What has irked them most, however, is a report titled “US corporates funding hate,” based on tax returns filed by these companies, and published by the Campaign to Stop Funding Hate. The Campaign comprises top academicians and researchers. According to the report, global software major Cisco Systems donated 70,000 dollars in just one year to a US-based Sangh Parivar fund-raising outfit, the Indian Development and Relief Fund (IDRF). The latter has channeled millions of dollars to Sangh Parivar organisations, like the Vanvasi Kalyan Ashram, linked with anti-minority violence in many states.

According to the report, Cisco’s contribution as per tax submission was 5 per cent of the IDRF’s total cash corpus in 1999. If the contributions of company employees are added, the total works out to 1,33,000 dollars or about 10 per cent. The same holds good for other large US corporations such as Sun Computers, Oracle, and Hewlett Pacard. Unsuspecting corporations end up giving large amounts of money as ‘matching funds’ to the IDRF as the NRI employees of these firms donate to the IDRF, according to observers.

The IDRF, a registered tax-exempt charity, claims to be a non-sectarian organisation raising funds for ‘development’ and ‘relief’ works in India. As a result, it is also listed on ‘Network of Good,’ a charity portal set up by AOL-Tim Warner and Cisco, directing funds to good causes.

The Campaign charged that the IDRF has been channeling millions of dollars to organisations that are connected with the Sangh Parivar and implicated in the worst of communal politics and violence.

According to the IDRF’s own reports, it disbursed close to 4 million dollars between 1994 and 2000 to dozens of Sangh Parivar organisations all over India. In 2000 alone, using US government tax-exemption status for charities, the IDRF collected 1.7 million dollars, mainly from US corporations and Indians in America.
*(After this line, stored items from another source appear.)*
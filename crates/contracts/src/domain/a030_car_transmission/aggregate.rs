use crate::domain::common::AggregateId;
use serde::{Deserialize, Serialize};

// ============================================================================
// ID Type
// ============================================================================

/// Идентификатор типа трансмиссии (целочисленный ключ на сервере)
#[derive(Debug, Clone, Copy, PartialEq, Eq, Hash, Default, Serialize, Deserialize)]
#[serde(transparent)]
pub struct CarTransmissionId(pub i64);

impl CarTransmissionId {
    pub fn new(value: i64) -> Self {
        Self(value)
    }

    pub fn value(&self) -> i64 {
        self.0
    }
}

impl AggregateId for CarTransmissionId {
    fn as_string(&self) -> String {
        self.0.to_string()
    }

    fn from_string(s: &str) -> Result<Self, String> {
        s.trim()
            .parse::<i64>()
            .map(CarTransmissionId::new)
            .map_err(|e| format!("Invalid transmission id: {}", e))
    }
}

// ============================================================================
// Record
// ============================================================================

/// Тип трансмиссии автомобиля (справочник админ-панели)
#[derive(Debug, Clone, PartialEq, Eq, Default, Serialize, Deserialize)]
pub struct CarTransmission {
    pub id: CarTransmissionId,
    #[serde(default)]
    pub name_tm: String,
    #[serde(default)]
    pub name_ru: String,
    #[serde(default)]
    pub description: String,
    #[serde(default)]
    pub status: String,
}

// ============================================================================
// DTO
// ============================================================================

/// Тело запроса PATCH /car-transmition/update/{id}
#[derive(Debug, Clone, PartialEq, Eq, Default, Serialize, Deserialize)]
pub struct CarTransmissionUpdateDto {
    pub name_tm: String,
    pub name_ru: String,
    pub description: String,
    pub status: String,
}

impl From<&CarTransmission> for CarTransmissionUpdateDto {
    fn from(record: &CarTransmission) -> Self {
        Self {
            name_tm: record.name_tm.clone(),
            name_ru: record.name_ru.clone(),
            description: record.description.clone(),
            status: record.status.clone(),
        }
    }
}

// ============================================================================
// Routes
// ============================================================================

/// Server path prefix. The spelling matches the deployed API.
pub const API_PREFIX: &str = "/car-transmition";

pub fn update_path(id: CarTransmissionId) -> String {
    format!("{}/update/{}", API_PREFIX, id.as_string())
}

pub fn list_path() -> String {
    format!("{}/all", API_PREFIX)
}

#[cfg(test)]
mod tests {
    use super::*;
    use serde_json::json;

    fn manual() -> CarTransmission {
        CarTransmission {
            id: CarTransmissionId::new(7),
            name_tm: "Manual".to_string(),
            name_ru: "Механика".to_string(),
            description: String::new(),
            status: "active".to_string(),
        }
    }

    #[test]
    fn test_update_path() {
        assert_eq!(update_path(manual().id), "/car-transmition/update/7");
        assert_eq!(list_path(), "/car-transmition/all");
    }

    #[test]
    fn test_update_body_from_record() {
        let body = CarTransmissionUpdateDto::from(&manual());
        assert_eq!(
            serde_json::to_value(&body).unwrap(),
            json!({
                "name_tm": "Manual",
                "name_ru": "Механика",
                "description": "",
                "status": "active"
            })
        );
    }

    #[test]
    fn test_record_missing_fields_default_to_empty() {
        let record: CarTransmission =
            serde_json::from_value(json!({ "id": 3, "name_tm": "Awtomat" })).unwrap();
        assert_eq!(record.id, CarTransmissionId::new(3));
        assert_eq!(record.name_tm, "Awtomat");
        assert_eq!(record.name_ru, "");
        assert_eq!(record.description, "");
        assert_eq!(record.status, "");
    }

    #[test]
    fn test_id_from_string() {
        assert_eq!(
            CarTransmissionId::from_string(" 42 "),
            Ok(CarTransmissionId::new(42))
        );
        assert!(CarTransmissionId::from_string("abc").is_err());
    }
}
Although the IDRF claims that it supports NGOs engaged in “strengthening the roots of a democratic, secular… India,” 82 per cent of its designated funds were sent to the Parivar’s organisations --- those affiliated with or controlled by the RSS and the VHP. Only two per cent of the organisations it funded between 1994 and 2000 can be recognised as non-sectarian organisations.

As for the Sangh, it has always laid claims to its swadeshi credentials as against the ‘foreign funding’ received by Muslim and Christian organisations. But the said report makes clear the shallowness of the claim as well as the fact that these “foreign funds” of the RSS are used to promote sectarian hatred. A substantial proportion of the IDRF’s fund-raising is done through electronic means. But there is ample evidence that the IDRF is obtaining much of its funds by hiding the sectarian and communal nature of its activities from US corporations.

The IDRF’s strategy to collect funds is simple. As Indian professionals’ migration to the US has zoomed over the last two decades, especially in the software sector, groups of Sangh operatives, in each of the large high-tech firms with liberal aid-giving policies, have worked to put the IDRF on the corporations’ list of grantees. The swayamsevaks within US corporations push the IDRF as the ‘best’ and the ‘only’ way to provide funding for “development and relief work in India,” thus causing not only other unsuspecting employees but also the corporations themselves to fund the Sangh in India, the report says.

What is perhaps morally more reprehensible than individuals directing money to the IDRF, knowing that most or all of it will be used for Sangh activities, is the subterfuge involved in misusing the generosity of well meaning individuals and organisations for securing the hate money, the report further says.

The ideological de facto tie-up with Mussolini’s Italy and Hitler’s Germany is well known. It is also becoming clear that even the Vishwa Hindu Parishad (VHP) is active in the US to generate support. Similarly, during prime minister Vajpayee’s official visit to the US, there was a ‘Hindutva Summit’ organised by the VHP and its affiliates. But not so known is the fact that the VHP unit in the UK is being probed. The VHP is reported to have several international branches, with offices in the US, UK and Canada.

There is also another outfit, Overseas Friends of the BJP (OFBJP), which also does the same job.